*** Opening of INPUT DATA ***

//! Conversion from winit input types to hexwin's backend-agnostic ones

use hexwin::{Key, MouseButton, NamedKey};
use winit::keyboard::Key as WinitKey;

/// Convert winit MouseButton to hexwin MouseButton
pub fn convert_mouse_button(button: winit::event::MouseButton) -> MouseButton {
    match button {
        winit::event::MouseButton::Left => MouseButton::Left,
        winit::event::MouseButton::Right => MouseButton::Right,
        winit::event::MouseButton::Middle => MouseButton::Middle,
        winit::event::MouseButton::Back => MouseButton::Other(4),
        winit::event::MouseButton::Forward => MouseButton::Other(5),
        winit::event::MouseButton::Other(n) => {
            MouseButton::Other(u8::try_from(n).unwrap_or(u8::MAX))
        }
    }
}

/// Convert winit Key to hexwin Key
pub fn convert_key(key: &WinitKey) -> Key {
    match key {
        WinitKey::Named(named) => convert_named_key(named).map_or(Key::Unknown, Key::Named),
        WinitKey::Character(text) => Key::Character(text.to_string()),
        _ => Key::Unknown,
    }
}

/// Convert winit NamedKey to hexwin NamedKey, `None` for keys hexwin does not name
pub fn convert_named_key(key: &winit::keyboard::NamedKey) -> Option<NamedKey> {
    use winit::keyboard::NamedKey as WN;

    Some(match key {
        WN::Enter => NamedKey::Enter,
        WN::Escape => NamedKey::Escape,
        WN::Backspace => NamedKey::Backspace,
        WN::Delete => NamedKey::Delete,
        WN::Tab => NamedKey::Tab,
        WN::Space => NamedKey::Space,
        WN::ArrowLeft => NamedKey::ArrowLeft,
        WN::ArrowRight => NamedKey::ArrowRight,
        WN::ArrowUp => NamedKey::ArrowUp,
        WN::ArrowDown => NamedKey::ArrowDown,
        WN::Home => NamedKey::Home,
        WN::End => NamedKey::End,
        WN::PageUp => NamedKey::PageUp,
        WN::PageDown => NamedKey::PageDown,
        WN::Shift => NamedKey::Shift,
        WN::Control => NamedKey::Control,
        WN::Alt => NamedKey::Alt,
        WN::Super => NamedKey::Super,
        WN::F1 => NamedKey::F(1),
        WN::F2 => NamedKey::F(2),
        WN::F3 => NamedKey::F(3),
        WN::F4 => NamedKey::F(4),
        WN::F5 => NamedKey::F(5),
        WN::F6 => NamedKey::F(6),
        WN::F7 => NamedKey::F(7),
        WN::F8 => NamedKey::F(8),
        WN::F9 => NamedKey::F(9),
        WN::F10 => NamedKey::F(10),
        WN::F11 => NamedKey::F(11),
        WN::F12 => NamedKey::F(12),
        _ => return None,
    })
}
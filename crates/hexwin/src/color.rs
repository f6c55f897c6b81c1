/// 8-bit RGBA color, as handed to the host's `set_color` primitive
#[derive(Clone, Copy, Debug, Default, PartialEq, Eq, Hash)]
pub struct Color {
    pub r: u8,
    pub g: u8,
    pub b: u8,
    pub a: u8,
}

impl Color {
    pub const fn rgba(r: u8, g: u8, b: u8, a: u8) -> Self {
        Self { r, g, b, a }
    }

    pub const fn rgb(r: u8, g: u8, b: u8) -> Self {
        Self::rgba(r, g, b, 255)
    }

    /// Opaque gray with all channels set to `level`
    pub const fn gray(level: u8) -> Self {
        Self::rgb(level, level, level)
    }
}

/// Named colors used by the built-in windows and widgets
pub mod palette {
    use super::Color;

    pub const BLACK: Color = Color::rgb(0, 0, 0);
    pub const WHITE: Color = Color::rgb(255, 255, 255);
    /// Default text color
    pub const TEXT: Color = Color::gray(150);
    /// Window background
    pub const BASE: Color = Color::gray(32);
    /// Button / track surface
    pub const SURFACE: Color = Color::gray(64);
    /// Pressed or filled surface
    pub const ACCENT: Color = Color::rgb(90, 120, 200);
    /// Debug outline for object bounds
    pub const DEBUG_BOUNDS: Color = Color::rgb(0, 255, 0);
    /// Debug outline for layout slots
    pub const DEBUG_SLOTS: Color = Color::rgb(255, 0, 255);
    /// Debug outline for the captured object
    pub const DEBUG_CAPTURE: Color = Color::rgb(255, 0, 0);
}
/// A 2D point in screen space, in whole pixels
#[derive(Clone, Copy, Debug, Default, PartialEq, Eq, Hash)]
pub struct Point {
    pub x: i32,
    pub y: i32,
}

impl Point {
    /// Create a new point
    pub const fn new(x: i32, y: i32) -> Self {
        Self { x, y }
    }

    /// The origin (0, 0)
    pub const fn zero() -> Self {
        Self { x: 0, y: 0 }
    }
}

impl From<(i32, i32)> for Point {
    fn from((x, y): (i32, i32)) -> Self {
        Self { x, y }
    }
}

/// Width and height in whole pixels
#[derive(Clone, Copy, Debug, Default, PartialEq, Eq, Hash)]
pub struct Size {
    pub w: i32,
    pub h: i32,
}

impl Size {
    pub const ZERO: Self = Self { w: 0, h: 0 };

    pub const fn new(w: i32, h: i32) -> Self {
        Self { w, h }
    }

    /// Per-axis maximum of two sizes
    pub fn max(self, other: Size) -> Size {
        Size {
            w: self.w.max(other.w),
            h: self.h.max(other.h),
        }
    }
}

impl From<(i32, i32)> for Size {
    fn from((w, h): (i32, i32)) -> Self {
        Self { w, h }
    }
}

/// Axis-aligned rectangle defined by its top-left corner and extent
#[derive(Clone, Copy, Debug, Default, PartialEq, Eq, Hash)]
pub struct Rect {
    pub x: i32,
    pub y: i32,
    pub w: i32,
    pub h: i32,
}

impl Rect {
    pub const fn new(x: i32, y: i32, w: i32, h: i32) -> Self {
        Self { x, y, w, h }
    }

    pub const fn from_origin_size(origin: Point, size: Size) -> Self {
        Self {
            x: origin.x,
            y: origin.y,
            w: size.w,
            h: size.h,
        }
    }

    pub const fn origin(&self) -> Point {
        Point::new(self.x, self.y)
    }

    pub const fn size(&self) -> Size {
        Size::new(self.w, self.h)
    }

    pub const fn right(&self) -> i32 {
        self.x + self.w
    }

    pub const fn bottom(&self) -> i32 {
        self.y + self.h
    }

    /// Check if a point is inside this rectangle.
    ///
    /// The right and bottom edges are exclusive, so adjacent slots never both
    /// contain the same pixel.
    pub fn contains(&self, point: Point) -> bool {
        point.x >= self.x && point.x < self.right() && point.y >= self.y && point.y < self.bottom()
    }

    /// Shrink the rectangle by `amount` on every side
    pub fn inset(&self, amount: i32) -> Rect {
        Rect {
            x: self.x + amount,
            y: self.y + amount,
            w: (self.w - amount * 2).max(0),
            h: (self.h - amount * 2).max(0),
        }
    }
}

*** Close of INPUT DATA ***

= WHAT TO PRODUCE =
The answer should be an exact copy of the data.

= OUTPUT =
//! Conversion from winit input types to hexwin's backend-agnostic ones

use hexwin::{Key, MouseButton, NamedKey};
use winit::keyboard::Key as WinitKey;

/// Convert winit MouseButton to hexwin MouseButton
pub fn convert_mouse_button(button: winit::event::MouseButton) -> MouseButton {
    match button {
        winit::event::MouseButton::Left => MouseButton::Left,
        winit::event::MouseButton::Right => MouseButton::Right,
        winit::event::MouseButton::Middle => MouseButton::Middle,
        winit::event::MouseButton::Back => MouseButton::Other(4),
        winit::event::MouseButton::Forward => MouseButton::Other(5),
        winit::event::MouseButton::Other(n) => {
            MouseButton::Other(u8::try_from(n).unwrap_or(u8::MAX))
        }
    }
}

/// Convert winit Key to hexwin Key
pub fn convert_key(key: &WinitKey) -> Key {
    match key {
        WinitKey::Named(named) => convert_named_key(named).map_or(Key::Unknown, Key::Named),
        WinitKey::Character(text) => Key::Character(text.to_string()),
        _ => Key::Unknown,
    }
}

/// Convert winit NamedKey to hexwin NamedKey, `None` for keys hexwin does not name
pub fn convert_named_key(key: &winit::keyboard::NamedKey) -> Option<NamedKey> {
    use winit::keyboard::NamedKey as WN;

    Some(match key {
        WN::Enter => NamedKey::Enter,
        WN::Escape => NamedKey::Escape,
        WN::Backspace => NamedKey::Backspace,
        WN::Delete => NamedKey::Delete,
        WN::Tab => NamedKey::Tab,
        WN::Space => NamedKey::Space,
        WN::ArrowLeft => NamedKey::ArrowLeft,
        WN::ArrowRight => NamedKey::ArrowRight,
        WN::ArrowUp => NamedKey::ArrowUp,
        WN::ArrowDown => NamedKey::ArrowDown,
        WN::Home => NamedKey::Home,
        WN::End => NamedKey::End,
        WN::PageUp => NamedKey::PageUp,
        WN::PageDown => NamedKey::PageDown,
        WN::Shift => NamedKey::Shift,
        WN::Control => NamedKey::Control,
        WN::Alt => NamedKey::Alt,
        WN::Super => NamedKey::Super,
        WN::F1 => NamedKey::F(1),
        WN::F2 => NamedKey::F(2),
        WN::F3 => NamedKey::F(3),
        WN::F4 => NamedKey::F(4),
        WN::F5 => NamedKey::F(5),
        WN::F6 => NamedKey::F(6),
        WN::F7 => NamedKey::F(7),
        WN::F8 => NamedKey::F(8),
        WN::F9 => NamedKey::F(9),
        WN::F10 => NamedKey::F(10),
        WN::F11 => NamedKey::F(11),
        WN::F12 => NamedKey::F(12),
        _ => return None,
    })
}
filename crates/hexwin/src/color.rs
repository f6c55f897c6b81c1
/// 8-bit RGBA color, as handed to the host's `set_color` primitive
#[derive(Clone, Copy, Debug, Default, PartialEq, Eq, Hash)]
pub struct Color {
    pub r: u8,
    pub g: u8,
    pub b: u8,
    pub a: u8,
}

impl Color {
    pub const fn rgba(r: u8, g: u8, b: u8, a: u8) -> Self {
        Self { r, g, b, a }
    }

    pub const fn rgb(r: u8, g: u8, b: u8) -> Self {
        Self::rgba(r, g, b, 255)
    }

    /// Opaque gray with all channels set to `level`
    pub const fn gray(level: u8) -> Self {
        Self::rgb(level, level, level)
    }
}

/// Named colors used by the built-in windows and widgets
pub mod palette {
    use super::Color;

    pub const BLACK: Color = Color::rgb(0, 0, 0);
    pub const WHITE: Color = Color::rgb(255, 255, 255);
    /// Default text color
    pub const TEXT: Color = Color::gray(150);
    /// Window background
    pub const BASE: Color = Color::gray(32);
    /// Button / track surface
    pub const SURFACE: Color = Color::gray(64);
    /// Pressed or filled surface
    pub const ACCENT: Color = Color::rgb(90, 120, 200);
    /// Debug outline for object bounds
    pub const DEBUG_BOUNDS: Color = Color::rgb(0, 255, 0);
    /// Debug outline for layout slots
    pub const DEBUG_SLOTS: Color = Color::rgb(255, 0, 255);
    /// Debug outline for the captured object
    pub const DEBUG_CAPTURE: Color = Color::rgb(255, 0, 0);
}
/// A 2D point in screen space, in whole pixels
#[derive(Clone, Copy, Debug, Default, PartialEq, Eq, Hash)]
pub struct Point {
    pub x: i32,
    pub y: i32,
}

impl Point {
    /// Create a new point
    pub const fn new(x: i32, y: i32) -> Self {
        Self { x, y }
    }

    /// The origin (0, 0)
    pub const fn zero() -> Self {
        Self { x: 0, y: 0 }
    }
}

impl From<(i32, i32)> for Point {
    fn from((x, y): (i32, i32)) -> Self {
        Self { x, y }
    }
}

/// Width and height in whole pixels
#[derive(Clone, Copy, Debug, Default, PartialEq, Eq, Hash)]
pub struct Size {
    pub w: i32,
    pub h: i32,
}

impl Size {
    pub const ZERO: Self = Self { w: 0, h: 0 };

    pub const fn new(w: i32, h: i32) -> Self {
        Self { w, h }
    }

    /// Per-axis maximum of two sizes
    pub fn max(self, other: Size) -> Size {
        Size {
            w: self.w.max(other.w),
            h: self.h.max(other.h),
        }
    }
}

impl From<(i32, i32)> for Size {
    fn from((w, h): (i32, i32)) -> Self {
        Self { w, h }
    }
}

/// Axis-aligned rectangle defined by its top-left corner and extent
#[derive(Clone, Copy, Debug, Default, PartialEq, Eq, Hash)]
pub struct Rect {
    pub x: i32,
    pub y: i32,
    pub w: i32,
    pub h: i32,
}

impl Rect {
    pub const fn new(x: i32, y: i32, w: i32, h: i32) -> Self {
        Self { x, y, w, h }
    }

    pub const fn from_origin_size(origin: Point, size: Size) -> Self {
        Self {
            x: origin.x,
            y: origin.y,
            w: size.w,
            h: size.h,
        }
    }

    pub const fn origin(&self) -> Point {
        Point::new(self.x, self.y)
    }

    pub const fn size(&self) -> Size {
        Size::new(self.w, self.h)
    }

    pub const fn right(&self) -> i32 {
        self.x + self.w
    }

    pub const fn bottom(&self) -> i32 {
        self.y + self.h
    }

    /// Check if a point is inside this rectangle.
    ///
    /// The right and bottom edges are exclusive, so adjacent slots never both
    /// contain the same pixel.
    pub fn contains(&self, point: Point) -> bool {
        point.x >= self.x && point.x < self.right() && point.y >= self.y && point.y < self.bottom()
    }

    /// Shrink the rectangle by `amount` on every side
    pub fn inset(&self, amount: i32) -> Rect {
        Rect {
            x: self.x + amount,
            y: self.y + amount,
            w: (self.w - amount * 2).max(0),
            h: (self.h - amount * 2).max(0),
        }
    }
}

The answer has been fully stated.